Nem tudo eram flores, nem tudo eram flores. Havia espinhos que grunhiam com desespero e medo de entrar nos olhos saltados dos beira-morte.
A mágoa e o ressentimento eram picuinhas do demônio. Aquele santo homem, que já havia trazido o trabalho ao mundo, as cagava pela trilha. Passarinho nenhum ia querer comer sua merda, saberia voltar depois.
O demônio tinha os cabelos muito negros, mais que a noite, mais que o nada. E gel no cabelo, que parecia pintado com caneta hidrocor, tão liso, fios tão colados. E um bigode lascivo, fino e feio, de feltro barato. E dentes folgados. E pose de garçom. E cauda de maestro. E magro de ruindade. E voz aguda, rachada, insistente. E assolava os rebanhos, montes e castelos, cidades.
Naquela época, se podia largar o estar aqui - e ir longe, sem deslocamento algum.
Ouvia passas e paca, posso, e poço, queda funda original, ser si mesmo. Mau.
Porém. Nem a reentrância última oporia resistência ao uniforme do dispositivo. Era de voltar pra casa, caso uma meia do par estivesse desconforme.
Disseram que sim pra não encher mais a paciência, desistir não sendo sua índole. Fizeram tudo sem gostar, achando que gostavam. Ele gritou:

Suficiente!

Brincadeira de diabo? Ou dizer basta agora é também do cousa ruim?
Por via das dúvidas, aproveitem a fraqueza, que agora ele existe. Com quem estava a água benta? Joga.
Joga sem medo, porra.
Cof, cof. É a fumaça que sobe dele. Sei não se de enxofre. Fumaça inexistente, acho.
Mas ele conhece tão bem os fogos, vai morrer de fumaça?
Sim. Não há fumaça nos quintos.
A turba urge. Quase festa. Lá no meio, lá pelas tantas: onde demoninho esconde os potes de ouro? Ele gritou:

Voltado!

Vá tomar no cu. Por isso ele nunca morre: ganância ressuscita ele.

5.8.04

TRAÍDO

Não precisa agradecer; não faço pra agradar.
Quando a conheci, tive no sorriso um sol e uma lua cujas existências nunca ousara conceber.
Eu a levo pra passear, distrair da rotina, respirar novos ares, até esquecer um pouco da vida, enquanto seu comportamento deixa a desejar.

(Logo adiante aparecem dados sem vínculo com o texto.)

use crate::config::AppConfig;
use crate::{error::AppError, state::AppState};
use actix_web::{web, HttpResponse};
use serde_json::json;
use tracing::info;

fn config_json(config: &AppConfig) -> serde_json::Value {
    json!({
        "server": {
            "host": config.server.host,
            "port": config.server.port
        },
        "forwarding": {
            "url": config.forwarding.url,
            "timeout_secs": config.forwarding.timeout_secs
        },
        "audio": {
            "files_dir": config.audio.files_dir,
            "target_sample_rate": config.audio.target_sample_rate,
            "max_file_bytes": config.audio.max_file_bytes
        }
    })
}

pub async fn get_config(state: web::Data<AppState>) -> Result<HttpResponse, AppError> {
    let config = state.get_config();

    Ok(HttpResponse::Ok().json(json!({
        "timestamp": chrono::Utc::now().to_rfc3339(),
        "config": config_json(&config)
    })))
}

/// Partially update the runtime configuration.
///
/// Server host/port changes are stored but only take effect on restart. The timeout,
/// target rate and size limit apply to the next request. The audio directory and the
/// forwarding URL are startup-only and a request naming either gets a 400.
pub async fn update_config(
    state: web::Data<AppState>,
    body: web::Json<serde_json::Value>,
) -> Result<HttpResponse, AppError> {
    let json_str = serde_json::to_string(&body.into_inner())?;

    let mut current_config = state.get_config();
    current_config
        .update_from_json(&json_str)
        .map_err(|e| AppError::ValidationError(e.to_string()))?;

    state
        .update_config(current_config.clone())
        .map_err(AppError::ValidationError)?;

    info!(
        timeout_secs = current_config.forwarding.timeout_secs,
        target_sample_rate = current_config.audio.target_sample_rate,
        max_file_bytes = current_config.audio.max_file_bytes,
        "Configuration updated"
    );

    Ok(HttpResponse::Ok().json(json!({
        "status": "success",
        "message": "Configuration updated successfully",
        "timestamp": chrono::Utc::now().to_rfc3339(),
        "updated_config": config_json(&current_config)
    })))
}

#[cfg(test)]
mod tests {
    use super::*;
    use actix_web::{http::StatusCode, test, App};

    #[actix_web::test]
    async fn test_update_then_read_config() {
        let state = AppState::new(AppConfig::default());
        let app = test::init_service(
            App::new()
                .app_data(web::Data::new(state.clone()))
                .route("/config", web::get().to(get_config))
                .route("/config", web::put().to(update_config)),
        )
        .await;

        let req = test::TestRequest::put()
            .uri("/config")
            .set_json(json!({"forwarding": {"timeout_secs": 5}, "audio": {"target_sample_rate": 16000}}))
            .to_request();
        let resp = test::call_service(&app, req).await;
        assert_eq!(resp.status(), StatusCode::OK);

        let req = test::TestRequest::get().uri("/config").to_request();
        let body: serde_json::Value = test::call_and_read_body_json(&app, req).await;
        assert_eq!(body["config"]["forwarding"]["timeout_secs"], 5);
        assert_eq!(body["config"]["audio"]["target_sample_rate"], 16000);
        assert_eq!(state.get_config().conversion_policy().target_sample_rate, 16000);
    }

    #[actix_web::test]
    async fn test_audio_dir_and_downstream_are_not_runtime_settable() {
        let base = tempfile::TempDir::new().unwrap();
        let elsewhere = tempfile::TempDir::new().unwrap();
        std::fs::write(elsewhere.path().join("private.wav"), b"RIFF").unwrap();

        let mut config = AppConfig::default();
        config.audio.files_dir = base.path().display().to_string();
        let state = AppState::new(config);
        let app = test::init_service(
            App::new()
                .app_data(web::Data::new(state.clone()))
                .route("/config", web::put().to(update_config)),
        )
        .await;

        let req = test::TestRequest::put()
            .uri("/config")
            .set_json(json!({
                "audio": {"files_dir": elsewhere.path().display().to_string()},
                "forwarding": {"url": "http://169.254.169.254/latest"}
            }))
            .to_request();
        let resp = test::call_service(&app, req).await;
        assert_eq!(resp.status(), StatusCode::BAD_REQUEST);

        let req = test::TestRequest::put()
            .uri("/config")
            .set_json(json!({"forwarding": {"url": "http://169.254.169.254/latest"}}))
            .to_request();
        let resp = test::call_service(&app, req).await;
        assert_eq!(resp.status(), StatusCode::BAD_REQUEST);

        assert_eq!(state.audio_library().base_dir(), base.path());
        assert_eq!(state.get_config().forwarding.url, "http://127.0.0.1:8080/audio_input");
        assert!(state.audio_library().load("private.wav").is_err());
    }

    #[actix_web::test]
    async fn test_invalid_update_is_rejected() {
        let state = AppState::new(AppConfig::default());
        let app = test::init_service(
            App::new()
                .app_data(web::Data::new(state.clone()))
                .route("/config", web::put().to(update_config)),
        )
        .await;

        let req = test::TestRequest::put()
            .uri("/config")
            .set_json(json!({"audio": {"target_sample_rate": 0}}))
            .to_request();
        let resp = test::call_service(&app, req).await;
        assert_eq!(resp.status(), StatusCode::BAD_REQUEST);
        assert_eq!(state.get_config().audio.target_sample_rate, 8000);
    }
}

Eu digo e mostro a ela uma vida que vale a pena. Eu ofereço um colo e um ombro, coisas muito úteis depois dos seus ataques de fúria. Você não pode imaginar como ela fica triste, desanimada. Não pode saber como fazem bem os carinhos. Eu pago um vinho, a levo para um lugar tranqüilo. A gente conversa bastante, dá boas risadas, e faz outras coisas também (das quais faço absoluta questão de lhe poupar).
Você há de concordar: ela merece muito. Se você não faz a sua parte, deve estar percebendo: tenho tentado fazer a minha.
Não pense que é fácil. Quem mais sofre sou eu.
Sou pra ela apenas um bom companheiro – um palhaço, se você preferir. A mim não resta mais que um punhado de aplausos. De resto, vivo numa solidão que você simplesmente desconhece.